What to do =>
Extract precisely the lines of the entries below, from the first line through the line containing "Resource not found.".

(Stored dataset items)
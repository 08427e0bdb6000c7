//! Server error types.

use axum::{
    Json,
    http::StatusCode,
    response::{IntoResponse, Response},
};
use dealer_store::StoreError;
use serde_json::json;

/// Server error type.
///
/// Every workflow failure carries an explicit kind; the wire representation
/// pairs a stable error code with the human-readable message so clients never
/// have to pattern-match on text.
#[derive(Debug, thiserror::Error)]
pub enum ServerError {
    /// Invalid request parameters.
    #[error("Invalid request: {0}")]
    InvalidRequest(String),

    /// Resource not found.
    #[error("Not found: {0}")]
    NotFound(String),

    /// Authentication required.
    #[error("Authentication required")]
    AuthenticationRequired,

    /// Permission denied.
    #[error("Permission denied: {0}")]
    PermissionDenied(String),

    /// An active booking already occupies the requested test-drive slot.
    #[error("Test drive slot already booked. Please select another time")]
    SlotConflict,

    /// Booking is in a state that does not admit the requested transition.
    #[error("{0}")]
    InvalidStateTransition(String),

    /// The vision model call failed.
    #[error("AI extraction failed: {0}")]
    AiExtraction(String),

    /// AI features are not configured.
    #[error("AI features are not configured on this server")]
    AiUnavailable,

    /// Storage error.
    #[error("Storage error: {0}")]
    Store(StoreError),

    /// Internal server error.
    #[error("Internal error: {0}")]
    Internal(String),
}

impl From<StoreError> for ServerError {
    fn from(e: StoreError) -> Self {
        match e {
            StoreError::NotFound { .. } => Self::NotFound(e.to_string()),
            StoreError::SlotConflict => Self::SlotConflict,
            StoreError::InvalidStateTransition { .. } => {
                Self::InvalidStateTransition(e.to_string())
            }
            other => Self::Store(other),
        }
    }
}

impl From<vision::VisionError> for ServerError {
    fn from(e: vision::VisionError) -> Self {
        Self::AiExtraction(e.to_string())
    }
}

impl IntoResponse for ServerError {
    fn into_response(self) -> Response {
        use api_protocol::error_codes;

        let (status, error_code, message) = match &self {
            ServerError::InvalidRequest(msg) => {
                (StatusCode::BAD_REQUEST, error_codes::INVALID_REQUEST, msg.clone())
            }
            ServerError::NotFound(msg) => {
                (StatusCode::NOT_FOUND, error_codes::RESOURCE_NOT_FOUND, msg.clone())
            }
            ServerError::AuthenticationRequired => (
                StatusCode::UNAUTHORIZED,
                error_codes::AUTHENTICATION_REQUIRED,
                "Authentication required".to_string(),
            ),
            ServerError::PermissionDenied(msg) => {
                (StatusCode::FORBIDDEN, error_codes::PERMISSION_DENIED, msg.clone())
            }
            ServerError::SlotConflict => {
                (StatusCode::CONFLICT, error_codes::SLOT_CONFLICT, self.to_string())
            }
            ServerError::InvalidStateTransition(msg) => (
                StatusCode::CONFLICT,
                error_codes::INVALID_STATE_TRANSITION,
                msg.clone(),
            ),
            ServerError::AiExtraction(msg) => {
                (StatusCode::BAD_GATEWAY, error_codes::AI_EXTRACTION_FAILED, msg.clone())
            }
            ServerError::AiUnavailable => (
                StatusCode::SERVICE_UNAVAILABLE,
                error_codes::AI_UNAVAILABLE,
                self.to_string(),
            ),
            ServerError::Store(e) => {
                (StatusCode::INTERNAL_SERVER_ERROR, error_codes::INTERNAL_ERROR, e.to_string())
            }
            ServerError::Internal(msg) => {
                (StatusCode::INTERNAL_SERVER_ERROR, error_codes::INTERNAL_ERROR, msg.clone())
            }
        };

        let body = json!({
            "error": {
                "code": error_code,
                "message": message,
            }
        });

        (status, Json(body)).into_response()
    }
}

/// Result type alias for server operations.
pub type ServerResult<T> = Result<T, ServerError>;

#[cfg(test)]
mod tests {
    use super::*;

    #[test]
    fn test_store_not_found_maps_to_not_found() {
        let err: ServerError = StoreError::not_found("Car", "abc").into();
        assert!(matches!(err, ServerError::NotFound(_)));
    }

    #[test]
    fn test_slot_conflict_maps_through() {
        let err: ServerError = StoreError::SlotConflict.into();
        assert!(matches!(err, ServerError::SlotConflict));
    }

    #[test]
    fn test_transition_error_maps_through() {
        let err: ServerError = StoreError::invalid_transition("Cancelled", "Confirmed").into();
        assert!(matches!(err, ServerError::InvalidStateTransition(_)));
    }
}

Exercise result =>
repository 08427e0bdb6000c7
//! Server error types.

use axum::{
    Json,
    http::StatusCode,
    response::{IntoResponse, Response},
};
use dealer_store::StoreError;
use serde_json::json;

/// Server error type.
///
/// Every workflow failure carries an explicit kind; the wire representation
/// pairs a stable error code with the human-readable message so clients never
/// have to pattern-match on text.
#[derive(Debug, thiserror::Error)]
pub enum ServerError {
    /// Invalid request parameters.
    #[error("Invalid request: {0}")]
    InvalidRequest(String),

    /// Resource not found.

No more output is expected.